A love that embraces all of Nature from which he draws endless analogies from the seasons, the soil and the prolific wild life that surrounds him. His lack of formal education does not detract from his formidable photographic memory. From that repository, he can recite all 176 verses of the 119th Psalm, the longest chapter in the Bible. He is a veritable repository of historical information, spilling out the dates of battles, the duration of the reigns of monarchs as well as reciting the names of rivers and mountain ranges around the world that he learned by rote many years ago. He reads voraciously and keeps apprised of current events on which he always has a commentary. He grieved over the Gulf War and did not share the sense of mission held by many. With sadness he said, "We were told that WW II was the war to end all wars." With equal effrontery did he respond to the TV ads for the use of condoms to encourage safe sex at the advent of the AIDS crisis. The method of use was demonstrated on a banana. My dad, who was particularly partial to this fruit, exclaimed, "I don't think I'll ever eat a banana again!" So off he went to puff on his pipe and contemplate the changing mores and manners of the late twentieth century.

And no change could have been greater for him personally than living with my family in Germany for two years. He could speak not a word of the language yet he communicated to neighbors with expansive smiles and waves impressing everyone with his friendliness. Most poignant and impressive was his regular visit to the village barber, a man of his vintage and probably one of the young men who served for Nazi Germany during the War in which they served on opposite sides. After I had made the introductions and instructions in German, I left my father effusively interacting with a man who didn't know a word of English. Dad's ability to connect and communicate far exceeds that of the information super highway of which he lives in ignorance. His savvy of human nature and respect for his fellow man need no Internet to interpret and transmit his tenderness.

With a heartfelt hug he greets my arrival saying, "Alice you are so brave and courageous to make the long journey to see me." My response is, "It isn’t courage that caused me to come Dad. It’s love." The father whose wit, wisdom, and words have echoed down the corridors of time and helped to keep me anchored in the rock of reality, stands before me.   He is shorter than I remember the white patch in his hair less marked because the still heavy head of hair is no longer brown but grey. But I can't fail to know him! The eyes still look tenderly into my soul though they look out from a face now limned like the rocks around the shore of his beloved island.

There, at eighty- four, he lives alone although near my brother and his family. He has hens that lay surplus eggs which he gives away; he cultivates a prolific flower and vegetable garden and from his modern cottage window he looks out over the bay where the boats come in. There he lives his latter days in a state of mellow godliness and he says, "I am really content and thankful to the Lord for all things and I am ready to go when He calls me.” He once told me that people are not ready to live before they are ready to die and now I believe it. His communion with his God through Christ is the source of his solace. He quotes Robert Burns again. "A correspondence fix'd wi Heaven, is sure a noble anchor!" 

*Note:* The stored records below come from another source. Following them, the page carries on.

//! Persisted store types
//!
//! Field names stay camelCase on disk so existing store files and the
//! renderer's payload reader keep working.

use chrono::{DateTime, Utc};
use serde::{Deserialize, Serialize};
use std::path::PathBuf;
use uuid::Uuid;

use crate::paths::default_output_directory;

/// Factory default canonical device identifier (large phone class).
pub const DEFAULT_DEVICE_ID: &str = "phone-6-9";

/// Factory default palette.
pub const DEFAULT_PALETTE_ID: &str = "midnight";

/// Factory default language tag.
pub const DEFAULT_LANGUAGE: &str = "en-US";

/// One screenshot plus its marketing copy; the unit the renderer consumes.
#[derive(Debug, Clone, PartialEq, Serialize, Deserialize)]
#[serde(rename_all = "camelCase")]
pub struct PreviewSet {
    pub id: String,
    pub screenshot_path: PathBuf,
    pub title: String,
    pub subtitle: String,
    #[serde(skip_serializing_if = "Option::is_none")]
    pub device_id: Option<String>,
    #[serde(skip_serializing_if = "Option::is_none")]
    pub palette_id: Option<String>,
    pub created_at: DateTime<Utc>,
}

impl PreviewSet {
    /// Build a new record with a fresh id and timestamp.
    pub fn new(
        screenshot_path: PathBuf,
        title: String,
        subtitle: String,
        device_id: Option<String>,
        palette_id: Option<String>,
    ) -> Self {
        Self {
            id: Uuid::new_v4().to_string(),
            screenshot_path,
            title,
            subtitle,
            device_id,
            palette_id,
            created_at: Utc::now(),
        }
    }
}

/// Partial update for a preview set; only supplied fields change.
#[derive(Debug, Clone, Default, Deserialize)]
#[serde(rename_all = "camelCase", deny_unknown_fields)]
pub struct PreviewSetPatch {
    pub screenshot_path: Option<PathBuf>,
    pub title: Option<String>,
    pub subtitle: Option<String>,
    pub device_id: Option<String>,
    pub palette_id: Option<String>,
}

/// Partial settings update; omitted fields keep their prior value.
#[derive(Debug, Clone, Default, Deserialize)]
#[serde(rename_all = "camelCase", deny_unknown_fields)]
pub struct SettingsPatch {
    pub default_device_id: Option<String>,
    pub default_palette_id: Option<String>,
    pub output_directory: Option<PathBuf>,
    pub language: Option<String>,
}

/// User settings; missing fields in an older store file get the factory
/// defaults on load.
#[derive(Debug, Clone, PartialEq, Serialize, Deserialize)]
#[serde(rename_all = "camelCase")]
pub struct StoreSettings {
    #[serde(default = "default_device_id")]
    pub default_device_id: String,
    #[serde(default = "default_palette_id")]
    pub default_palette_id: String,
    #[serde(default = "default_output_directory")]
    pub output_directory: PathBuf,
    #[serde(default = "default_language")]
    pub language: String,
}

fn default_device_id() -> String {
    DEFAULT_DEVICE_ID.to_string()
}

fn default_palette_id() -> String {
    DEFAULT_PALETTE_ID.to_string()
}

fn default_language() -> String {
    DEFAULT_LANGUAGE.to_string()
}

impl Default for StoreSettings {
    fn default() -> Self {
        Self {
            default_device_id: default_device_id(),
            default_palette_id: default_palette_id(),
            output_directory: default_output_directory(),
            language: default_language(),
        }
    }
}

/// Root persisted aggregate: ordered previews plus settings.
#[derive(Debug, Clone, Default, PartialEq, Serialize, Deserialize)]
pub struct PreviewStore {
    #[serde(default)]
    pub previews: Vec<PreviewSet>,
    #[serde(default)]
    pub settings: StoreSettings,
}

In the often uncharted and unanchored mores of today, I found my way back to the fixed north of my father's world, but only briefly.  The stories he spun of his travels to me as a child, infected me with a yearning for far away places—one such placer is now my home. My heart heaves with pride and gratitude for such a legacy of love; for such a heritage of strength and integrity. On the boat again, my eyes fill with tears as I watch the little green isle disappear into the mist and spray of the ocean that separates us.

Written a year before his death and the last time I saw him alive.